Giorni convulsi anche in Parlamento a causa dei contraccolpi seguiti agli incidenti di percorso del Pdl nella presentazione delle liste per le regionali. Gli infortuni del Lazio e della Lombardia hanno stretto le fila nella maggioranza e obbligato anche la seconda carica dello Stato a scendere in campio a Palazzo Madama e fuori.
Schifani ha affermato la necessità che sulle liste si badi più alla sostanza che alla forma, facendo prevalere il diritto del Pdl ad avere una lista da sottoporre agli elettori. La qualcosa si tradurrebbe in un invito a non tenere conto delle regole.
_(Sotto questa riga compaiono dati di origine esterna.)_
use std::env;
use std::time::Duration;

use thiserror::Error;

#[derive(Debug, Error, PartialEq, Eq)]
pub enum ConfigError {
    #[error("{0} must be set")]
    Missing(&'static str),

    #[error("{name} has an invalid value '{value}'")]
    Invalid { name: &'static str, value: String },
}

#[derive(Debug, Clone)]
pub struct AppConfig {
    pub database_url: String,
    pub db_max_connections: u32,
    pub redis_url: Option<String>,
    pub bind_addr: String,
    pub jwt_secret: String,
    pub treasury_wallet: String,
    pub solana_rpc_url: String,
    pub admin_wallets: Vec<String>,
    pub resolution_fee_bps: u32,
    pub claim_delay_secs: i64,
    pub payment_verify_attempts: u32,
    pub payment_verify_delay: Duration,
    pub auto_lock_interval: Duration,
}

impl AppConfig {
    pub fn from_env() -> Result<Self, ConfigError> {
        Self::from_lookup(|name| env::var(name).ok())
    }

    /// Builds the config from any key lookup so tests don't touch the
    /// process environment.
    pub fn from_lookup<F>(lookup: F) -> Result<Self, ConfigError>
    where
        F: Fn(&str) -> Option<String>,
    {
        let required = |name: &'static str| {
            lookup(name)
                .filter(|v| !v.trim().is_empty())
                .ok_or(ConfigError::Missing(name))
        };

        let resolution_fee_bps = parse_or(&lookup, "RESOLUTION_FEE_BPS", 0u32)?;
        if resolution_fee_bps > settlement::BPS_DENOMINATOR {
            return Err(ConfigError::Invalid {
                name: "RESOLUTION_FEE_BPS",
                value: resolution_fee_bps.to_string(),
            });
        }

        let payment_verify_attempts = parse_or(&lookup, "PAYMENT_VERIFY_ATTEMPTS", 5u32)?.max(1);

        Ok(Self {
            database_url: required("DATABASE_URL")?,
            db_max_connections: parse_or(&lookup, "DB_MAX_CONNECTIONS", 5u32)?,
            redis_url: lookup("REDIS_URL").filter(|v| !v.trim().is_empty()),
            bind_addr: lookup("BIND_ADDR").unwrap_or_else(|| "127.0.0.1:8000".to_string()),
            jwt_secret: required("JWT_SECRET")?,
            treasury_wallet: required("TREASURY_WALLET")?,
            solana_rpc_url: lookup("SOLANA_RPC_URL")
                .unwrap_or_else(|| "https://api.mainnet-beta.solana.com".to_string()),
            admin_wallets: parse_list(lookup("ADMIN_WALLETS")),
            resolution_fee_bps,
            claim_delay_secs: parse_or(&lookup, "CLAIM_DELAY_SECS", 0i64)?.max(0),
            payment_verify_attempts,
            payment_verify_delay: Duration::from_millis(parse_or(
                &lookup,
                "PAYMENT_VERIFY_DELAY_MS",
                2000u64,
            )?),
            auto_lock_interval: Duration::from_secs(
                parse_or(&lookup, "AUTO_LOCK_INTERVAL_SECS", 30u64)?.max(1),
            ),
        })
    }

    pub fn is_admin_wallet(&self, wallet: &str) -> bool {
        self.admin_wallets.iter().any(|w| w == wallet)
    }
}

fn parse_or<F, T>(lookup: &F, name: &'static str, default: T) -> Result<T, ConfigError>
where
    F: Fn(&str) -> Option<String>,
    T: std::str::FromStr,
{
    match lookup(name) {
        None => Ok(default),
        Some(raw) if raw.trim().is_empty() => Ok(default),
        Some(raw) => raw
            .trim()
            .parse()
            .map_err(|_| ConfigError::Invalid { name, value: raw }),
    }
}

fn parse_list(raw: Option<String>) -> Vec<String> {
    raw.map(|v| {
        v.split(',')
            .map(str::trim)
            .filter(|s| !s.is_empty())
            .map(String::from)
            .collect()
    })
    .unwrap_or_default()
}

#[cfg(test)]
mod tests {
    use super::*;
    use std::collections::HashMap;

    fn lookup_from(pairs: &[(&str, &str)]) -> impl Fn(&str) -> Option<String> {
        let map: HashMap<String, String> = pairs
            .iter()
            .map(|(k, v)| (k.to_string(), v.to_string()))
            .collect();
        move |name| map.get(name).cloned()
    }

    const BASE: [(&str, &str); 3] = [
        ("DATABASE_URL", "postgres://localhost/jackpot"),
        ("JWT_SECRET", "secret"),
        ("TREASURY_WALLET", "Treasury111"),
    ];

    #[test]
    fn test_defaults() {
        let config = AppConfig::from_lookup(lookup_from(&BASE)).unwrap();
        assert_eq!(config.bind_addr, "127.0.0.1:8000");
        assert_eq!(config.resolution_fee_bps, 0);
        assert_eq!(config.claim_delay_secs, 0);
        assert_eq!(config.payment_verify_attempts, 5);
        assert_eq!(config.payment_verify_delay, Duration::from_millis(2000));
        assert!(config.redis_url.is_none());
        assert!(config.admin_wallets.is_empty());
    }

    #[test]
    fn test_missing_required() {
        let err = AppConfig::from_lookup(lookup_from(&BASE[..2])).unwrap_err();
        assert_eq!(err, ConfigError::Missing("TREASURY_WALLET"));
    }

    #[test]
    fn test_admin_wallet_list() {
        let mut pairs = BASE.to_vec();
        pairs.push(("ADMIN_WALLETS", " WalletA, ,WalletB "));
        let config = AppConfig::from_lookup(lookup_from(&pairs)).unwrap();
        assert_eq!(config.admin_wallets, vec!["WalletA", "WalletB"]);
        assert!(config.is_admin_wallet("WalletB"));
        assert!(!config.is_admin_wallet("WalletC"));
    }

    #[test]
    fn test_invalid_numbers() {
        let mut pairs = BASE.to_vec();
        pairs.push(("RESOLUTION_FEE_BPS", "20000"));
        assert!(matches!(
            AppConfig::from_lookup(lookup_from(&pairs)),
            Err(ConfigError::Invalid { name: "RESOLUTION_FEE_BPS", .. })
        ));

        let mut pairs = BASE.to_vec();
        pairs.push(("CLAIM_DELAY_SECS", "soon"));
        assert!(matches!(
            AppConfig::from_lookup(lookup_from(&pairs)),
            Err(ConfigError::Invalid { name: "CLAIM_DELAY_SECS", .. })
        ));
    }
}
//! Ticket pool settlement rules.
//!
//! Everything in this crate is pure: callers load rows, turn them into
//! snapshots, ask for a plan and then persist what the plan says. A rejected
//! plan leaves the snapshots untouched.

pub mod claim;
pub mod errors;
pub mod payout;
pub mod purchase;
pub mod snapshot;
pub mod status;
pub mod units;

pub use claim::{claim_amounts, plan_claim, ClaimAmounts, ClaimPlan, CLAIM_FEE_BPS};
pub use errors::SettlementError;
pub use payout::{plan_cancellation, plan_resolution, ResolutionOutcome, ResolutionPlan};
pub use purchase::{plan_purchase, PurchasePlan, PurchaseRequest};
pub use snapshot::{EventSnapshot, OptionSnapshot, TicketSnapshot};
pub use status::{EventStatus, TicketStatus, UserRole};
pub use units::{to_base_units, LAMPORTS_DECIMALS};

/// Basis-point denominator shared by every fee calculation.
pub const BPS_DENOMINATOR: u32 = 10_000;

/// Payouts and fees are kept at lamport precision.
pub const AMOUNT_SCALE: u32 = 9;
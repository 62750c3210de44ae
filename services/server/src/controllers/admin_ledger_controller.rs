use actix_web::{get, post, web, HttpRequest, HttpResponse};
use log::info;
use serde_json::json;
use sqlx::PgPool;
use validator::Validate;

use crate::errors::ApiError;
use crate::services::{audit_log, failed_transactions};
use crate::types::admin_types::{FailedTransactionQuery, ResolveFailedTransactionInput};
use crate::utils::jwt::extract_auth_user;
use crate::utils::responses::ok;

#[get("/failed-transactions")]
pub async fn list_failed_transactions(
    db_pool: web::Data<PgPool>,
    query: web::Query<FailedTransactionQuery>,
) -> Result<HttpResponse, ApiError> {
    let entries = failed_transactions::list(db_pool.get_ref(), query.resolved).await?;
    Ok(ok(json!({
        "count": entries.len(),
        "failed_transactions": entries
    })))
}

#[post("/failed-transactions/{id}/resolve")]
pub async fn resolve_failed_transaction(
    db_pool: web::Data<PgPool>,
    req: HttpRequest,
    path: web::Path<i64>,
    body: web::Json<ResolveFailedTransactionInput>,
) -> Result<HttpResponse, ApiError> {
    let admin = extract_auth_user(&req)?;
    body.validate()?;
    let id = path.into_inner();

    let mut tx = db_pool.begin().await?;
    let entry = failed_transactions::resolve(&mut *tx, id, admin.user_id, body.notes.trim())
        .await?
        .ok_or_else(|| {
            ApiError::NotFound("Failed transaction not found or already resolved".into())
        })?;

    audit_log::record(
        &mut *tx,
        admin.user_id,
        "failed_transaction.resolve",
        "failed_transaction",
        id,
        json!({ "tx_signature": entry.tx_signature, "notes": entry.resolution_notes }),
    )
    .await?;

    tx.commit().await?;

    info!("Failed transaction {} resolved by admin {}", id, admin.user_id);
    Ok(ok(entry))
}
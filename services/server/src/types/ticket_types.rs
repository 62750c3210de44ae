use serde::Deserialize;
use validator::Validate;

use super::validate_wallet_address;

pub const MAX_TICKETS_PER_PURCHASE: i32 = 1000;

#[derive(Deserialize, Validate, Debug, Clone)]
pub struct PurchaseTicketInput {
    #[validate(range(min = 1, message = "Event ID must be greater than 0"))]
    pub event_id: i64,

    #[validate(range(min = 1, message = "Option ID must be greater than 0"))]
    pub option_id: i64,

    #[validate(range(min = 1, max = 1000, message = "Quantity must be between 1 and 1000"))]
    pub quantity: i32,

    #[validate(length(min = 32, max = 128, message = "Invalid transaction signature"))]
    pub transaction_signature: String,

    #[validate(custom = "validate_wallet_address")]
    pub wallet_address: String,
}

#[derive(Deserialize, Validate, Debug)]
pub struct ClaimTicketInput {
    #[validate(range(min = 1, message = "Ticket ID must be greater than 0"))]
    pub ticket_id: i64,
}

#[derive(Deserialize, Debug)]
pub struct MyTicketsQuery {
    pub status: Option<String>,
}

#[cfg(test)]
mod tests {
    use super::*;

    fn input(quantity: i32) -> PurchaseTicketInput {
        PurchaseTicketInput {
            event_id: 1,
            option_id: 2,
            quantity,
            transaction_signature: "5".repeat(88),
            wallet_address: "11111111111111111111111111111111".into(),
        }
    }

    #[test]
    fn test_quantity_bounds() {
        assert!(input(1).validate().is_ok());
        assert!(input(MAX_TICKETS_PER_PURCHASE).validate().is_ok());
        assert!(input(0).validate().is_err());
        assert!(input(MAX_TICKETS_PER_PURCHASE + 1).validate().is_err());
    }

    #[test]
    fn test_signature_required() {
        let mut bad = input(1);
        bad.transaction_signature = String::new();
        assert!(bad.validate().unwrap_err().field_errors().contains_key("transaction_signature"));
    }
}
use actix_web::{get, post, put, web, HttpRequest, HttpResponse};
use bcrypt::{hash, verify, DEFAULT_COST};
use chrono::Utc;
use log::info;
use serde_json::json;
use sqlx::PgPool;
use validator::Validate;

use crate::config::AppConfig;
use crate::errors::ApiError;
use crate::models::user_model::{UserRow, USER_COLUMNS};
use crate::types::auth_types::{LoginInput, RegisterInput, UpdateProfileInput, WalletProof};
use crate::utils::jwt::{create_jwt, extract_auth_user, TOKEN_TTL_HOURS};
use crate::utils::responses::{created, ok};

fn session(user: &UserRow, config: &AppConfig) -> Result<serde_json::Value, ApiError> {
    let auth_user = user.auth_user()?;
    let token = create_jwt(&auth_user, &config.jwt_secret)
        .map_err(|e| ApiError::Internal(format!("Failed to sign token: {}", e)))?;

    Ok(json!({
        "token": token,
        "expires_in": TOKEN_TTL_HOURS * 3600,
        "user": user
    }))
}

/// bcrypt at the default cost takes long enough to stall a worker.
async fn hash_password(password: String) -> Result<String, ApiError> {
    web::block(move || hash(password, DEFAULT_COST))
        .await
        .map_err(|e| ApiError::Internal(format!("Password hashing was cancelled: {}", e)))?
        .map_err(|e| ApiError::Internal(format!("Failed to hash password: {}", e)))
}

async fn password_matches(password: String, stored: String) -> Result<bool, ApiError> {
    web::block(move || verify(password, &stored).unwrap_or(false))
        .await
        .map_err(|e| ApiError::Internal(format!("Password check was cancelled: {}", e)))
}

fn unique_violation(e: sqlx::Error, message: &str) -> ApiError {
    match &e {
        sqlx::Error::Database(db) if db.is_unique_violation() => ApiError::Conflict(message.into()),
        _ => ApiError::Database(e),
    }
}

#[post("/register")]
pub async fn register(
    db_pool: web::Data<PgPool>,
    config: web::Data<AppConfig>,
    req: web::Json<RegisterInput>,
) -> Result<HttpResponse, ApiError> {
    req.validate()?;
    let wallet = req.proven_wallet(Utc::now())?;

    let password_hash = hash_password(req.password.clone()).await?;

    let sql = format!(
        "INSERT INTO users (email, password_hash, wallet_address, last_login_at) \
         VALUES ($1, $2, $3, NOW()) RETURNING {}",
        USER_COLUMNS
    );
    let user = sqlx::query_as::<_, UserRow>(&sql)
        .bind(req.email.to_lowercase())
        .bind(password_hash)
        .bind(wallet)
        .fetch_one(db_pool.get_ref())
        .await
        .map_err(|e| unique_violation(e, "Email or wallet is already registered"))?;

    info!("Registered user: user_id={}", user.id);
    Ok(created(session(&user, &config)?))
}

#[post("/login")]
pub async fn login(
    db_pool: web::Data<PgPool>,
    config: web::Data<AppConfig>,
    req: web::Json<LoginInput>,
) -> Result<HttpResponse, ApiError> {
    req.validate()?;

    let sql = format!("SELECT {} FROM users WHERE email = $1", USER_COLUMNS);
    let user = sqlx::query_as::<_, UserRow>(&sql)
        .bind(req.email.to_lowercase())
        .fetch_optional(db_pool.get_ref())
        .await?
        .ok_or_else(|| ApiError::Unauthorized("Invalid email or password".into()))?;

    let password_ok = match user.password_hash.clone() {
        Some(stored) => password_matches(req.password.clone(), stored).await?,
        None => false,
    };
    if !password_ok {
        return Err(ApiError::Unauthorized("Invalid email or password".into()));
    }

    sqlx::query("UPDATE users SET last_login_at = NOW() WHERE id = $1")
        .bind(user.id)
        .execute(db_pool.get_ref())
        .await?;

    Ok(ok(session(&user, &config)?))
}

#[post("/wallet-login")]
pub async fn wallet_login(
    db_pool: web::Data<PgPool>,
    config: web::Data<AppConfig>,
    req: web::Json<WalletProof>,
) -> Result<HttpResponse, ApiError> {
    req.validate()?;
    let wallet_address = req.verify(Utc::now())?;

    let sql = format!(
        "INSERT INTO users (wallet_address, last_login_at) VALUES ($1, NOW()) \
         ON CONFLICT (wallet_address) DO UPDATE SET last_login_at = NOW() \
         RETURNING {}",
        USER_COLUMNS
    );
    let user = sqlx::query_as::<_, UserRow>(&sql)
        .bind(wallet_address)
        .fetch_one(db_pool.get_ref())
        .await?;

    info!("Wallet login: user_id={}", user.id);
    Ok(ok(session(&user, &config)?))
}

#[get("/me")]
pub async fn get_me(
    db_pool: web::Data<PgPool>,
    req: HttpRequest,
) -> Result<HttpResponse, ApiError> {
    let auth = extract_auth_user(&req)?;

    let sql = format!("SELECT {} FROM users WHERE id = $1", USER_COLUMNS);
    let user = sqlx::query_as::<_, UserRow>(&sql)
        .bind(auth.user_id)
        .fetch_optional(db_pool.get_ref())
        .await?
        .ok_or_else(|| ApiError::NotFound("User not found".into()))?;

    Ok(ok(user))
}

/// Returns a fresh token because the wallet is part of the claims.
#[put("/profile")]
pub async fn update_profile(
    db_pool: web::Data<PgPool>,
    config: web::Data<AppConfig>,
    req: HttpRequest,
    body: web::Json<UpdateProfileInput>,
) -> Result<HttpResponse, ApiError> {
    let auth = extract_auth_user(&req)?;
    body.validate()?;
    let wallet = body.proven_wallet(Utc::now())?;

    let sql = format!(
        "UPDATE users SET preferred_chain = COALESCE($2, preferred_chain), \
         wallet_address = COALESCE($3, wallet_address), updated_at = NOW() \
         WHERE id = $1 RETURNING {}",
        USER_COLUMNS
    );
    let user = sqlx::query_as::<_, UserRow>(&sql)
        .bind(auth.user_id)
        .bind(&body.preferred_chain)
        .bind(wallet)
        .fetch_optional(db_pool.get_ref())
        .await
        .map_err(|e| unique_violation(e, "Wallet is already linked to another account"))?
        .ok_or_else(|| ApiError::NotFound("User not found".into()))?;

    Ok(ok(session(&user, &config)?))
}

#[cfg(test)]
mod tests {
    use super::*;

    #[actix_web::test]
    async fn test_password_hashing_off_the_worker() {
        let stored = hash_password("correct horse".to_string()).await.unwrap();
        assert_ne!(stored, "correct horse");

        assert!(password_matches("correct horse".into(), stored.clone()).await.unwrap());
        assert!(!password_matches("wrong horse".into(), stored).await.unwrap());
        assert!(!password_matches("correct horse".into(), "not-a-hash".into()).await.unwrap());
    }
}
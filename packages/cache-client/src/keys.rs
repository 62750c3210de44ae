/// Unfiltered event listing.
pub const EVENTS_ALL: &str = "events:all";

pub const TTL_EVENTS: i64 = 300;
pub const TTL_EVENT: i64 = 60;

pub fn event_key(event_id: i64) -> String {
    format!("event:{}", event_id)
}

/// Keys that go stale whenever an event's status or counters change.
pub fn event_keys(event_id: i64) -> Vec<String> {
    vec![EVENTS_ALL.to_string(), event_key(event_id)]
}
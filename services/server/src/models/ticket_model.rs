use chrono::{DateTime, Utc};
use rust_decimal::Decimal;
use serde::Serialize;
use settlement::{SettlementError, TicketSnapshot};
use sqlx::FromRow;

pub const TICKET_COLUMNS: &str = "id, user_id, event_id, option_id, serial_number, wallet_address, \
    purchase_price, purchase_tx_signature, purchase_index, status, payout_amount, \
    claim_net_amount, claim_fee_amount, claim_tx_signature, claimed_at, created_at";

#[derive(Serialize, Debug, Clone, FromRow)]
pub struct TicketRow {
    pub id: i64,
    pub user_id: i64,
    pub event_id: i64,
    pub option_id: i64,
    pub serial_number: String,
    pub wallet_address: String,
    pub purchase_price: Decimal,
    pub purchase_tx_signature: String,
    pub purchase_index: i32,
    pub status: String,
    pub payout_amount: Option<Decimal>,
    pub claim_net_amount: Option<Decimal>,
    pub claim_fee_amount: Option<Decimal>,
    pub claim_tx_signature: Option<String>,
    pub claimed_at: Option<DateTime<Utc>>,
    pub created_at: DateTime<Utc>,
}

impl TicketRow {
    pub fn snapshot(&self) -> Result<TicketSnapshot, SettlementError> {
        Ok(TicketSnapshot {
            id: self.id,
            user_id: self.user_id,
            event_id: self.event_id,
            option_id: self.option_id,
            status: self.status.parse()?,
            purchase_price: self.purchase_price,
            payout_amount: self.payout_amount,
        })
    }
}

#[derive(Serialize, Debug, Clone, FromRow)]
pub struct TicketWithEventRow {
    #[sqlx(flatten)]
    #[serde(flatten)]
    pub ticket: TicketRow,
    pub event_title: String,
    pub event_status: String,
    pub option_label: String,
}

/// A ticket joined with the settlement time of its event, for claims.
#[derive(Debug, Clone, FromRow)]
pub struct ClaimableTicketRow {
    #[sqlx(flatten)]
    pub ticket: TicketRow,
    pub event_resolved_at: Option<DateTime<Utc>>,
}
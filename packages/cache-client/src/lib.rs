pub mod cache_manager;
pub mod keys;

pub use cache_manager::{cached, invalidate_event, invalidate_listing, store, CacheManager};
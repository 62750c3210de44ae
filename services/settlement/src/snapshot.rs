use chrono::{DateTime, Utc};
use rust_decimal::Decimal;
use serde::{Deserialize, Serialize};

use crate::status::{EventStatus, TicketStatus};

/// The parts of an event row the settlement rules read and update.
#[derive(Serialize, Deserialize, Debug, Clone, PartialEq)]
pub struct EventSnapshot {
    pub id: i64,
    pub status: EventStatus,
    pub ticket_price: Decimal,
    pub max_tickets: i32,
    pub tickets_sold: i32,
    pub pool_amount: Decimal,
    pub lock_time: DateTime<Utc>,
    pub resolved_at: Option<DateTime<Utc>>,
}

impl EventSnapshot {
    pub fn remaining_capacity(&self) -> i32 {
        (self.max_tickets - self.tickets_sold).max(0)
    }
}

#[derive(Serialize, Deserialize, Debug, Clone, PartialEq)]
pub struct OptionSnapshot {
    pub id: i64,
    pub event_id: i64,
    /// `None` means the option is only bounded by the event capacity.
    pub ticket_limit: Option<i32>,
    pub tickets_sold: i32,
    pub pool_amount: Decimal,
}

impl OptionSnapshot {
    pub fn remaining(&self) -> Option<i32> {
        self.ticket_limit
            .map(|limit| (limit - self.tickets_sold).max(0))
    }
}

#[derive(Serialize, Deserialize, Debug, Clone, PartialEq)]
pub struct TicketSnapshot {
    pub id: i64,
    pub user_id: i64,
    pub event_id: i64,
    pub option_id: i64,
    pub status: TicketStatus,
    pub purchase_price: Decimal,
    pub payout_amount: Option<Decimal>,
}
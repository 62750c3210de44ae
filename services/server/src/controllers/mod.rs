pub mod admin_event_controller;
pub mod admin_ledger_controller;
pub mod auth_controller;
pub mod event_controller;
pub mod ticket_controller;
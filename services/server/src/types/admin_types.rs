use serde::Deserialize;
use validator::Validate;

#[derive(Deserialize, Debug)]
pub struct FailedTransactionQuery {
    pub resolved: Option<bool>,
}

#[derive(Deserialize, Validate, Debug)]
pub struct ResolveFailedTransactionInput {
    #[validate(length(min = 1, max = 2000, message = "Resolution notes are required"))]
    pub notes: String,
}
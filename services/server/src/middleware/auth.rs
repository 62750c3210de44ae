use actix_web::{
    dev::{forward_ready, Service, ServiceRequest, ServiceResponse, Transform},
    web, Error, HttpMessage,
};
use futures_util::future::LocalBoxFuture;
use std::{
    future::{ready, Ready},
    rc::Rc,
};

use crate::config::AppConfig;
use crate::errors::ApiError;
use crate::types::auth_types::AuthUser;
use crate::utils::jwt::verify_jwt;

/// Validates the bearer token and attaches the `AuthUser` to the request.
pub struct AuthMiddleware;

impl<S, B> Transform<S, ServiceRequest> for AuthMiddleware
where
    S: Service<ServiceRequest, Response = ServiceResponse<B>, Error = Error> + 'static,
    S::Future: 'static,
    B: 'static,
{
    type Response = ServiceResponse<B>;
    type Error = Error;
    type InitError = ();
    type Transform = AuthMiddlewareService<S>;
    type Future = Ready<Result<Self::Transform, Self::InitError>>;

    fn new_transform(&self, service: S) -> Self::Future {
        ready(Ok(AuthMiddlewareService {
            service: Rc::new(service),
        }))
    }
}

pub struct AuthMiddlewareService<S> {
    service: Rc<S>,
}

fn authenticate(req: &ServiceRequest) -> Result<AuthUser, ApiError> {
    let header = req
        .headers()
        .get("Authorization")
        .ok_or_else(|| ApiError::Unauthorized("Missing Authorization header".into()))?;

    let token_str = header
        .to_str()
        .map_err(|_| ApiError::Unauthorized("Invalid Authorization header".into()))?;

    let token = token_str
        .strip_prefix("Bearer ")
        .ok_or_else(|| ApiError::Unauthorized("Invalid token format".into()))?;

    let config = req
        .app_data::<web::Data<AppConfig>>()
        .ok_or_else(|| ApiError::Internal("JWT secret not configured".into()))?;

    verify_jwt(token, &config.jwt_secret)
        .map_err(|_| ApiError::Unauthorized("Invalid or expired token".into()))
}

impl<S, B> Service<ServiceRequest> for AuthMiddlewareService<S>
where
    S: Service<ServiceRequest, Response = ServiceResponse<B>, Error = Error> + 'static,
    S::Future: 'static,
    B: 'static,
{
    type Response = ServiceResponse<B>;
    type Error = Error;
    type Future = LocalBoxFuture<'static, Result<Self::Response, Self::Error>>;

    forward_ready!(service);

    fn call(&self, req: ServiceRequest) -> Self::Future {
        let user = match authenticate(&req) {
            Ok(user) => user,
            Err(e) => return Box::pin(async move { Err(Error::from(e)) }),
        };

        req.extensions_mut().insert(user);

        let service = self.service.clone();
        Box::pin(async move {
            let res = service.call(req).await?;
            Ok(res)
        })
    }
}
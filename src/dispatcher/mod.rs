//! # Dispatcher Module
//!
//! The dispatcher turns a request [`Context`](crate::Context) into a response
//! by running it through a [`Router`](crate::Router).
//!
//! ## Request Flow
//!
//! 1. `BeforeRouter` filters of every namespace prefix along the path run.
//!    A filter that writes a body ends the request.
//! 2. The router matches method and path. Entries whose namespace conditions
//!    fail, or auto routes naming an unknown action, are skipped.
//! 3. Path parameters are bound on the context.
//! 4. `BeforeExec` filters of the matched route's namespaces run; a write
//!    ends the request.
//! 5. The action runs: a handler, a mapped controller action, or an
//!    auto-routed controller action.
//! 6. `AfterExec` filters run and may rewrite the response.
//!
//! ## Error Handling
//!
//! Nothing escapes [`Dispatcher::dispatch`]:
//! - no matching path returns a 404 JSON body
//! - a path matched only for other methods returns 405 with an `Allow` header
//! - a panic in a filter or action is caught and returns a 500 JSON body;
//!   `AfterExec` filters do not run for that request
//!
//! ## Hot Swap
//!
//! The router sits behind an [`arc_swap::ArcSwap`]. [`Dispatcher::swap_router`]
//! replaces it atomically while requests keep being served.

mod core;

pub use core::{Dispatcher, Outcome};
Non è proprio ciò che ci si attende da una figura istituzionale chiamata ad esercitare un ruolo di garante delle regole e di tutela delle norme vigenti-
Se si facesse prevalere la sontanza – cioò il bisogno di una delle parti – si creerebbe un precedenteche finirebbe con il delegittimare le regole vigenti. Il Presidente Schifani, ovviamente, non ha ricevuto applausi dall’opposizione per questa uscita.
I lavori di Palazzo Madama sono diventati occasione di una coda della polemica suscitata dalla dichiarazione.
Il Presidente del Senato è entrato nella mischia, lamentano le opposizioni.
"Il presidente e il vice presidente del gruppo Pdl al Senato Maurizio Gasparri e Gaetano Quagliarello si divertono a polemizzare con la presidente Anna Finocchiaro”, dichiara il vicepresidente dei senatori del Pd Luigi Zanda, “ma eludono sfacciatamente il problema politico e istituzionale che i senatori del Pd stanno ponendo da tempo: quello delle modalita’ con cui il presidente Renato Schifani esercita la sua funzione e dirige i lavori dell’aula del Senato. Il nostro dissenso da Gasparri e Quagliariello e’ tutto qui".
"Il presidente Schifani”, continua Zanda, “non tutela i diritti dei senatori dell’opposizione ed esercita le sue funzioni pendendo come puo’ a favore del governo e della maggioranza. Questo non va bene per il presidente del Senato la cui funzione -conclude Zanda- e’ quella dell’arbitro neutro e non del giocatore".